During World War I, Karl Muck (1859-1940) (born in Germany but a Swiss citizen since childhood), was arrested, shortly before a performance of the St. Matthew Passion in 1918, and interned in a prison camp without trial or charge until the end of the war, when he was deported. He vowed never to return, and conducted thereafter only in Europe. The BSO’s next two titled conductors were French: Henri Rabaud, who took over from Karl Muck (1859-1940) for a season, and then Pierre Monteux from 1919 to 1924. Monteux, because of a musician’s strike, was able to replace 30 players, thus changing the orchestra’s sound; the orchestra developed a reputation for a “French” sound which persists to some degree to this day.

1914. Boston Symphony Orchestra (BSO) with Karl Muck (1859-1940).

Koussevitzky and Munch

The orchestra’s reputation increased during the music directorship of Serge Koussevitzky. One million radio listeners tuned in when Koussevitzky and the orchestra were the first to perform a live concert for radio broadcast, which they did on NBC in 1926.

Under Koussevitzky, the orchestra gave regular radio broadcasts and established its summer home at Tanglewood, where Koussevitzky founded the Berkshire Music Center, which is now the Tanglewood Music Center.
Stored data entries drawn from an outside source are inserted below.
use std::{sync::mpsc, thread};

use ratatui::{
    Frame,
    buffer::Buffer,
    layout::{Alignment, Constraint, Layout, Rect},
    style::{Color, Modifier, Style},
    text::{Line, Span},
    widgets::{Block, BorderType, Borders, Clear, Paragraph, Widget, Wrap},
};
use tracing::{debug, warn};

use crate::catalog::Scene;
use crate::controller::{PlaybackState, SceneFault};
use crate::generate::decode_data_url;
use crate::theme::Theme;

pub const ART_ROWS: u16 = 18;
pub const ART_COLS: u16 = 64; // 64x36 half-block pixels, 16:9

// Scene illustration pixel grid: rows of (R, G, B) tuples
pub type ArtPixels = Vec<Vec<(u8, u8, u8)>>;

const SPINNER: [char; 8] = ['⣾', '⣽', '⣻', '⢿', '⡿', '⣟', '⣯', '⣷'];

pub fn decode_art(bytes: &[u8], cols: u16, rows: u16) -> Option<ArtPixels> {
    let img = image::load_from_memory(bytes).ok()?;
    let px_w = cols as u32;
    let px_h = (rows as u32) * 2; // half-block = 2 pixels per row
    let resized = img.resize_exact(px_w, px_h, image::imageops::FilterType::Lanczos3);
    let rgb = resized.to_rgb8();
    let mut pixels = Vec::with_capacity(px_h as usize);
    for y in 0..px_h {
        let mut row = Vec::with_capacity(px_w as usize);
        for x in 0..px_w {
            let p = rgb.get_pixel(x, y);
            row.push((p[0], p[1], p[2]));
        }
        pixels.push(row);
    }
    Some(pixels)
}

/// Resolve an image reference (inline `data:` URL or remote http URL) to pixels.
pub fn load_art(url: &str, cols: u16, rows: u16) -> Option<ArtPixels> {
    let bytes = if url.starts_with("data:") {
        let (mime, bytes) = decode_data_url(url)?;
        debug!("Inline scene image: {} bytes ({mime})", bytes.len());
        bytes
    } else {
        ureq::get(url).call().ok()?.body_mut().read_to_vec().ok()?
    };
    decode_art(&bytes, cols, rows)
}

pub fn spawn_art_load(url: String, cols: u16, rows: u16) -> mpsc::Receiver<ArtPixels> {
    let (tx, rx) = mpsc::channel();
    thread::spawn(move || match load_art(&url, cols, rows) {
        Some(pixels) => {
            let _ = tx.send(pixels);
        }
        None => warn!("Could not decode scene image"),
    });
    rx
}

fn color_to_rgb(c: Color) -> (u8, u8, u8) {
    match c {
        Color::Rgb(r, g, b) => (r, g, b),
        Color::White => (229, 229, 229),
        Color::DarkGray => (127, 127, 127),
        _ => (0, 0, 0),
    }
}

fn blend(art: u8, bg: u8, opacity: f32) -> u8 {
    (art as f32 * opacity + bg as f32 * (1.0 - opacity)) as u8
}

struct SceneArtWidget<'a> {
    pixels: &'a [Vec<(u8, u8, u8)>],
    opacity: f32,
}

impl<'a> SceneArtWidget<'a> {
    fn new(pixels: &'a [Vec<(u8, u8, u8)>], opacity: f32) -> Self {
        SceneArtWidget { pixels, opacity }
    }
}

impl Widget for SceneArtWidget<'_> {
    fn render(self, area: Rect, buf: &mut Buffer) {
        let art_rows = self.pixels.len() / 2;
        let art_cols = self.pixels.first().map(|r| r.len()).unwrap_or(0);
        let rows = (area.height as usize).min(art_rows);
        let cols = (area.width as usize).min(art_cols);
        for cy in 0..rows {
            let top_y = cy * 2;
            for cx in 0..cols {
                let top = self.pixels[top_y][cx];
                let bot = self.pixels.get(top_y + 1).map(|r| r[cx]).unwrap_or(top);
                let x = area.x + cx as u16;
                let y = area.y + cy as u16;
                let ex_bg = color_to_rgb(buf[(x, y)].bg);
                let o = self.opacity;
                buf[(x, y)]
                    .set_char('▀')
                    .set_fg(Color::Rgb(
                        blend(top.0, ex_bg.0, o),
                        blend(top.1, ex_bg.1, o),
                        blend(top.2, ex_bg.2, o),
                    ))
                    .set_bg(Color::Rgb(
                        blend(bot.0, ex_bg.0, o),
                        blend(bot.1, ex_bg.1, o),
                        blend(bot.2, ex_bg.2, o),
                    ));
            }
        }
    }
}

fn centered(area: Rect, width: u16, height: u16) -> Rect {
    let w = width.min(area.width);
    let h = height.min(area.height);
    Rect::new(
        area.x + (area.width - w) / 2,
        area.y + (area.height - h) / 2,
        w,
        h,
    )
}

fn draw_banner(frame: &mut Frame, area: Rect, lines: Vec<Line<'static>>, border: Color) {
    let width = lines.iter().map(|l| l.width()).max().unwrap_or(0) as u16 + 4;
    let rect = centered(area, width, lines.len() as u16 + 2);
    frame.render_widget(Clear, rect);
    let banner = Paragraph::new(lines)
        .alignment(Alignment::Center)
        .wrap(Wrap { trim: true })
        .block(
            Block::default()
                .borders(Borders::ALL)
                .border_type(BorderType::Rounded)
                .border_style(Style::default().fg(border)),
        );
    frame.render_widget(banner, rect);
}

fn draw_state_overlay(frame: &mut Frame, art: Rect, state: &PlaybackState, tick: usize, theme: &Theme) {
    match state {
        PlaybackState::Loading => {
            let spin = SPINNER[tick % SPINNER.len()];
            draw_banner(
                frame,
                art,
                vec![
                    Line::styled(format!("{spin} Creating scene…"), Style::default().fg(theme.accent)),
                    Line::styled("Illustrating and recording narration", Style::default().fg(theme.dimmed)),
                ],
                theme.accent,
            );
        }
        PlaybackState::Error(fault) => {
            let heading = match fault {
                SceneFault::Generation(_) => "Could not create this scene",
                SceneFault::Playback(_) => "Could not play the narration",
            };
            draw_banner(
                frame,
                art,
                vec![
                    Line::styled(heading, Style::default().fg(theme.negative).add_modifier(Modifier::BOLD)),
                    Line::styled(fault.message().to_string(), Style::default().fg(theme.dimmed)),
                    Line::from(vec![
                        Span::raw("Press "),
                        Span::styled(" r ", Style::default().fg(Color::Black).bg(theme.secondary)),
                        Span::raw(" to try again"),
                    ]),
                ],
                theme.negative,
            );
        }
        PlaybackState::ReadyPaused => {
            draw_banner(
                frame,
                art,
                vec![Line::from(vec![
                    Span::raw("Press "),
                    Span::styled(" Space ", Style::default().fg(Color::Black).bg(theme.accent)),
                    Span::raw(" to play"),
                ])],
                theme.accent,
            );
        }
        PlaybackState::Playing => {
            let badge = " ♪ Speaking ";
            let w = (badge.chars().count() as u16).min(art.width);
            let rect = Rect::new(art.x + art.width - w, art.y, w, art.height.min(1));
            frame.render_widget(
                Paragraph::new(badge).style(Style::default().fg(Color::Black).bg(theme.positive)),
                rect,
            );
        }
        PlaybackState::Idle => {}
    }
}

/// Draw the current scene: illustration, state overlay, title and the
/// narration caption.
#[allow(clippy::too_many_arguments)]
pub fn draw_scene(
    frame: &mut Frame,
    area: Rect,
    scene: &Scene,
    position: (usize, usize),
    state: &PlaybackState,
    art: Option<&ArtPixels>,
    tick: usize,
    theme: &Theme,
) {
    let (index, total) = position;
    let block = Block::default()
        .borders(Borders::ALL)
        .border_type(BorderType::Rounded)
        .border_style(Style::default().fg(theme.accent))
        .title(format!(" Scene {} of {total} ", index + 1))
        .title(Line::from(format!(" {} ", scene.kind.label())).alignment(Alignment::Right));
    let inner = block.inner(area);
    frame.render_widget(block, area);

    let art_h = ART_ROWS.min(inner.height.saturating_sub(4));
    let [art_area, text_area] =
        Layout::vertical([Constraint::Length(art_h), Constraint::Min(0)]).areas(inner);

    let art_w = ART_COLS.min(art_area.width);
    let art_rect = Rect::new(
        art_area.x + (art_area.width - art_w) / 2,
        art_area.y,
        art_w,
        art_area.height,
    );
    if art_rect.width > 0 && art_rect.height > 0 {
        match art {
            Some(pixels) => {
                let opacity = if matches!(state, PlaybackState::Playing) { 1.0 } else { 0.6 };
                frame.render_widget(SceneArtWidget::new(pixels, opacity), art_rect);
            }
            None => frame.render_widget(
                Block::default()
                    .borders(Borders::ALL)
                    .border_type(BorderType::Rounded)
                    .border_style(Style::default().fg(theme.dimmed)),
                art_rect,
            ),
        }
        draw_state_overlay(frame, art_rect, state, tick, theme);
    }

    let text = vec![
        Line::styled(
            scene.title,
            Style::default().fg(theme.text).add_modifier(Modifier::BOLD),
        ),
        Line::styled(scene.description, Style::default().fg(theme.dimmed)),
        Line::raw(""),
        Line::styled(
            format!("“{}”", scene.voiceover),
            Style::default().fg(theme.text).add_modifier(Modifier::ITALIC),
        ),
    ];
    frame.render_widget(
        Paragraph::new(text).alignment(Alignment::Center).wrap(Wrap { trim: true }),
        text_area,
    );
}
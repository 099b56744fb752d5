use std::{
    collections::HashSet,
    sync::{Arc, mpsc},
    thread,
    time::{Duration, Instant},
};

use tracing::{error, info};

use crate::assets::{AssetCache, AssetPatch, AssetStatus, GeneratedAsset};
use crate::catalog::{Scene, SceneId};
use crate::error::GenerationError;
use crate::generate::AssetGenerator;

struct FetchOutcome {
    scene_id: SceneId,
    result: Result<(String, Vec<u8>), GenerationError>,
}

/// Requests a scene's image and narration in the background and writes the
/// settled result into the cache. Outcomes are only applied by `drain`, so
/// every cache write happens on the caller's thread.
pub struct AssetFetcher {
    generator: Arc<dyn AssetGenerator>,
    tx: mpsc::Sender<FetchOutcome>,
    rx: mpsc::Receiver<FetchOutcome>,
    in_flight: HashSet<SceneId>,
}

impl AssetFetcher {
    pub fn new(generator: Arc<dyn AssetGenerator>) -> Self {
        let (tx, rx) = mpsc::channel();
        AssetFetcher {
            generator,
            tx,
            rx,
            in_flight: HashSet::new(),
        }
    }

    /// Start fetching `scene` unless its asset is ready or already in flight.
    /// Failed entries are fetched again from scratch. Returns whether a fetch
    /// was started.
    pub fn ensure_assets(&mut self, scene: &Scene, cache: &mut AssetCache) -> bool {
        if self.in_flight.contains(&scene.id) {
            return false;
        }
        if cache.status(scene.id) == Some(AssetStatus::Ready) {
            return false;
        }

        cache.merge(scene.id, AssetPatch::loading());
        self.in_flight.insert(scene.id);
        info!(scene = scene.id, "Fetching assets for \"{}\"", scene.title);

        let generator = Arc::clone(&self.generator);
        let tx = self.tx.clone();
        let scene_id = scene.id;
        let prompt = scene.visual_prompt;
        let voiceover = scene.voiceover;
        thread::spawn(move || {
            let result = fetch_both(generator.as_ref(), prompt, voiceover);
            let _ = tx.send(FetchOutcome { scene_id, result });
        });
        true
    }

    pub fn in_flight_count(&self) -> usize {
        self.in_flight.len()
    }

    /// Apply every outcome that has arrived. Returns the scene ids written.
    pub fn drain(&mut self, cache: &mut AssetCache) -> Vec<SceneId> {
        let mut settled = Vec::new();
        while let Ok(outcome) = self.rx.try_recv() {
            settled.push(self.apply(outcome, cache));
        }
        settled
    }

    /// Block until at least one outcome arrives (or `timeout` passes), then
    /// apply everything available.
    pub fn drain_timeout(&mut self, cache: &mut AssetCache, timeout: Duration) -> Vec<SceneId> {
        if self.in_flight.is_empty() {
            return Vec::new();
        }
        match self.rx.recv_timeout(timeout) {
            Ok(outcome) => {
                let mut settled = vec![self.apply(outcome, cache)];
                settled.extend(self.drain(cache));
                settled
            }
            Err(_) => Vec::new(),
        }
    }

    /// Apply outcomes until nothing is in flight or `timeout` passes.
    pub fn drain_all(&mut self, cache: &mut AssetCache, timeout: Duration) -> Vec<SceneId> {
        let deadline = Instant::now() + timeout;
        let mut settled = Vec::new();
        while !self.in_flight.is_empty() {
            let remaining = deadline.saturating_duration_since(Instant::now());
            if remaining.is_zero() {
                break;
            }
            settled.extend(self.drain_timeout(cache, remaining));
        }
        settled
    }

    fn apply(&mut self, outcome: FetchOutcome, cache: &mut AssetCache) -> SceneId {
        self.in_flight.remove(&outcome.scene_id);
        let asset = match outcome.result {
            Ok((image_url, audio)) => {
                info!(scene = outcome.scene_id, "Assets ready ({} bytes of narration)", audio.len());
                GeneratedAsset::ready(image_url, audio)
            }
            Err(e) => {
                error!(scene = outcome.scene_id, "Failed to fetch assets: {e}");
                GeneratedAsset::failed(e.to_string())
            }
        };
        cache.set(outcome.scene_id, asset);
        outcome.scene_id
    }
}

/// Run both requests concurrently and only return once both have resolved.
/// A scene is all-or-nothing: either failure discards the other half.
fn fetch_both(
    generator: &dyn AssetGenerator,
    prompt: &str,
    voiceover: &str,
) -> Result<(String, Vec<u8>), GenerationError> {
    let (image, narration) = thread::scope(|s| {
        let image = s.spawn(|| generator.generate_image(prompt));
        let narration = s.spawn(|| generator.generate_narration(voiceover));
        (
            image.join().unwrap_or(Err(GenerationError::WorkerPanicked("image"))),
            narration.join().unwrap_or(Err(GenerationError::WorkerPanicked("narration"))),
        )
    });
    Ok((image?, narration?))
}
Those network radio broadcasts ran from 1926 through 1951, and again from 1954 through 1956. The orchestra continues to make regular live radio broadcasts to the present day. The Boston Symphony has been closely involved with Boston’s WGBH Radio as an outlet for its concerts.

Koussevitzky also commissioned many new pieces from prominent composers, including the Symphony No. 4 of Sergei Prokofiev, George Gershwin’s Second Rhapsody and the Symphony of Psalms by Igor Stravinsky. They also gave the premiere of Béla Bartók’s Concerto for Orchestra, which had been commissioned by the Koussevitzky Music Foundation at the instigation of Fritz Reiner and Joseph Szigeti.

Koussevitzky started a tradition of commissions that the orchestra continued, including new works by Henri Dutilleux for its 75th anniversary, Roger Sessions, and Andrzej Panufnik, for the 100th, and lately for the 125th works by Leon Kirchner, Elliott Carter, and Peter Lieberson. Other BSO commissions have included John Corigliano’s Symphony No. 2 for the 100th anniversary of Symphony Hall. Hans Werner Henze dedicated his Eighth Symphony to the orchestra.

Although Koussevitsky recommended his protégé Leonard Bernstein (1918-1990) to be his successor after he retired in 1949, the BSO awarded the position to the Alsatian maestro Charles Munch. Munch had made his Boston conducting debut in 1946. He led orchestra on its first overseas tour, and also produced their first stereo recording in February 1954 for RCA Victor. In 1952, Munch appointed the first woman to hold a principal chair in a major U. S. orchestra, flutist Doriot Anthony Dwyer, who remained as BSO principal for 38 years.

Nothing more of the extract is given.